Sulforaphane Reduces SAMHD1 Phosphorylation To Protect Macrophages from HIV-1 Infection
Hamayun J. Sharifi, Dakota N. Paine, Vincent A. Fazzari, Alexandria F. Tipple, Emilee Patterson, Carlos M. C. de Noronha
Abstract
Here, we show, for the first time, that the treatment of macrophages with Nrf2 mobilizers, known activators of antioxidant responses, increases the fraction of SAMHD1 without a regulatory phosphate at position 592. We demonstrate that this decreases infection of macrophages by HIV-1. Phosphorylated SAMHD1 is important for DNA repair, the suppression of LINE elements, the maintenance of HIV-1 in a latent state, and the prevention of excessive type I interferon responses, while unphosphorylated SAMHD1 blocks HIV infection.
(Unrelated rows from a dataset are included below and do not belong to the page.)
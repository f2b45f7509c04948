use std::sync::Arc;

use crate::audit::AuditLogger;
use crate::classifier::ErrorClassifier;
use crate::engine::ExecutionEngine;
use crate::error::{exit_codes, Error, Result};
use crate::model::{RecordId, ReferenceDate, RoutineArgs, RoutineCall};
use crate::preflight::{PreflightOptions, PreflightValidator};
use crate::store::{AuditStore, IssuerStore};

/// Progress of a single invocation. A run stops at the first failure.
#[derive(Debug, Clone, Copy, PartialEq, Eq, PartialOrd, Ord)]
pub enum RunState {
    Init,
    PreflightChecked,
    Registered,
    Executed,
    Finalized,
}

#[derive(Debug, Clone, PartialEq, Eq)]
pub struct RunRequest {
    pub routine: String,
    pub reference_date: ReferenceDate,
    pub force: bool,
    pub remove_from_catalog: bool,
}

/// A clearing routine takes no arguments and is neither catalog- nor
/// idempotency-checked.
#[derive(Debug, Clone, PartialEq, Eq)]
pub struct ClearingRequest {
    pub routine: String,
    /// Date the audit record is filed under.
    pub reference_date: ReferenceDate,
}

#[derive(Debug)]
pub struct RunReport {
    /// Last state reached.
    pub state: RunState,
    pub record_id: Option<RecordId>,
    pub result: Result<()>,
}

impl RunReport {
    fn failed(state: RunState, record_id: Option<RecordId>, err: Error) -> Self {
        Self {
            state,
            record_id,
            result: Err(err),
        }
    }

    pub fn exit_code(&self) -> u8 {
        match &self.result {
            Ok(()) => exit_codes::SUCCESS,
            Err(err) => err.exit_code(),
        }
    }

    pub fn clearing_exit_code(&self) -> u8 {
        match &self.result {
            Ok(()) => exit_codes::SUCCESS,
            Err(err) => err.clearing_exit_code(),
        }
    }
}

fn advance(state: &mut RunState, next: RunState) {
    tracing::debug!(from = ?state, to = ?next, "Run state transition");
    *state = next;
}

/// Sequences preflight, registration, execution and finalization across the
/// issuer and audit stores.
pub struct Orchestrator {
    issuer: Arc<dyn IssuerStore>,
    preflight: PreflightValidator,
    engine: ExecutionEngine,
    classifier: ErrorClassifier,
    audit: AuditLogger,
}

impl Orchestrator {
    pub fn new(issuer: Arc<dyn IssuerStore>, audit: Arc<dyn AuditStore>) -> Self {
        Self::with_classifier(issuer, audit, ErrorClassifier::new())
    }

    pub fn with_classifier(
        issuer: Arc<dyn IssuerStore>,
        audit: Arc<dyn AuditStore>,
        classifier: ErrorClassifier,
    ) -> Self {
        Self {
            preflight: PreflightValidator::new(issuer.clone(), audit.clone()),
            engine: ExecutionEngine::with_classifier(issuer.clone(), classifier.clone()),
            classifier,
            audit: AuditLogger::new(audit),
            issuer,
        }
    }

    /// Run the routine once for the reference date. Every failure after the
    /// audit record is registered is written to that record before returning.
    pub async fn run_routine(&self, request: &RunRequest) -> RunReport {
        let date = request.reference_date;
        let identity = self.issuer.identity().clone();
        let mut state = RunState::Init;

        tracing::info!(
            routine = %request.routine,
            run_date = %date,
            issuer = %identity,
            "Starting routine execution process"
        );

        let options = PreflightOptions {
            remove_from_catalog: request.remove_from_catalog,
            force: request.force,
        };
        let routine = match self.preflight.run(&request.routine, date, options).await {
            Ok(routine) => routine,
            Err(err) => return RunReport::failed(state, None, err),
        };
        let routine = routine.as_str();
        advance(&mut state, RunState::PreflightChecked);

        tracing::info!(routine, run_date = %date, "Registering new execution");
        let record_id = match self.audit.register_pending(&identity, routine, date).await {
            Ok(id) => id,
            Err(err) => {
                tracing::error!(routine, error = %err, "Could not register the execution");
                return RunReport::failed(state, None, err.into());
            }
        };
        advance(&mut state, RunState::Registered);

        let call = RoutineCall::new(routine, RoutineArgs::ReferenceDate(date));
        self.execute_and_finalize(&call, record_id, state).await
    }

    /// Run a clearing routine. The attempt is registered before anything is
    /// asked of the issuer, so a routine that cannot be found still leaves a
    /// failed record behind.
    pub async fn run_clearing(&self, request: &ClearingRequest) -> RunReport {
        let date = request.reference_date;
        let identity = self.issuer.identity().clone();
        let requested = request.routine.as_str();
        let mut state = RunState::Init;

        tracing::info!(
            routine = requested,
            issuer = %identity,
            "Starting clearing routine execution process"
        );

        let record_id = match self.audit.register_pending(&identity, requested, date).await {
            Ok(id) => id,
            Err(err) => {
                tracing::error!(
                    routine = requested,
                    error = %err,
                    "Could not register the execution"
                );
                return RunReport::failed(state, None, err.into());
            }
        };
        advance(&mut state, RunState::Registered);

        tracing::info!(routine = requested, "Checking that the routine exists");
        let failure = match self.issuer.resolve_routine(requested).await {
            Ok(Some(routine)) => {
                let call = RoutineCall::new(routine, RoutineArgs::None);
                return self.execute_and_finalize(&call, record_id, state).await;
            }
            Ok(None) => {
                tracing::error!(
                    routine = requested,
                    database = %identity.database,
                    "Routine not found"
                );
                Error::RoutineNotFound {
                    routine: requested.to_string(),
                    database: identity.database,
                }
            }
            Err(err) => {
                let classified = self.classifier.classify(err, Some(requested));
                tracing::error!(routine = requested, "{}", classified);
                Error::Execution(classified)
            }
        };

        let recorded = match &failure {
            Error::Execution(classified) => self.audit.finalize(record_id, Err(classified)).await,
            other => self.audit.record_failure(record_id, &other.to_string()).await,
        };
        if let Err(err) = recorded {
            tracing::error!(
                record_id = %record_id,
                error = %err,
                "Could not finalize the execution record"
            );
            tracing::error!(record_id = %record_id, "Unrecorded failure: {}", failure);
            return RunReport::failed(state, Some(record_id), err.into());
        }
        advance(&mut state, RunState::Finalized);

        RunReport::failed(state, Some(record_id), failure)
    }

    async fn execute_and_finalize(
        &self,
        call: &RoutineCall,
        record_id: RecordId,
        mut state: RunState,
    ) -> RunReport {
        let routine = call.routine.as_str();
        let outcome = self.engine.invoke(call).await;
        advance(&mut state, RunState::Executed);

        if let Err(err) = self.audit.finalize(record_id, outcome.as_ref().map(|_| ())).await {
            tracing::error!(
                record_id = %record_id,
                error = %err,
                "Could not finalize the execution record"
            );
            if let Err(execution) = &outcome {
                tracing::error!(
                    record_id = %record_id,
                    "Unrecorded execution failure: {}",
                    execution
                );
            }
            return RunReport::failed(state, Some(record_id), err.into());
        }
        advance(&mut state, RunState::Finalized);

        let result = outcome.map_err(Error::Execution);
        match &result {
            Ok(()) => {
                tracing::info!(routine, record_id = %record_id, "Routine executed successfully")
            }
            Err(err) => tracing::error!(routine, record_id = %record_id, "{}", err),
        }

        RunReport {
            state,
            record_id: Some(record_id),
            result,
        }
    }
}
SAMHD1 impacts many viruses and is involved in various cancers, so knowledge of how it works and how it is regulated has broad implications for the development of therapeutics. Redox-modulating therapeutics are already in clinical use or under investigation for the treatment of many conditions. Thus, understanding the impact of redox modifiers on controlling SAMHD1 phosphorylation is important for many areas of research in microbiology and beyond.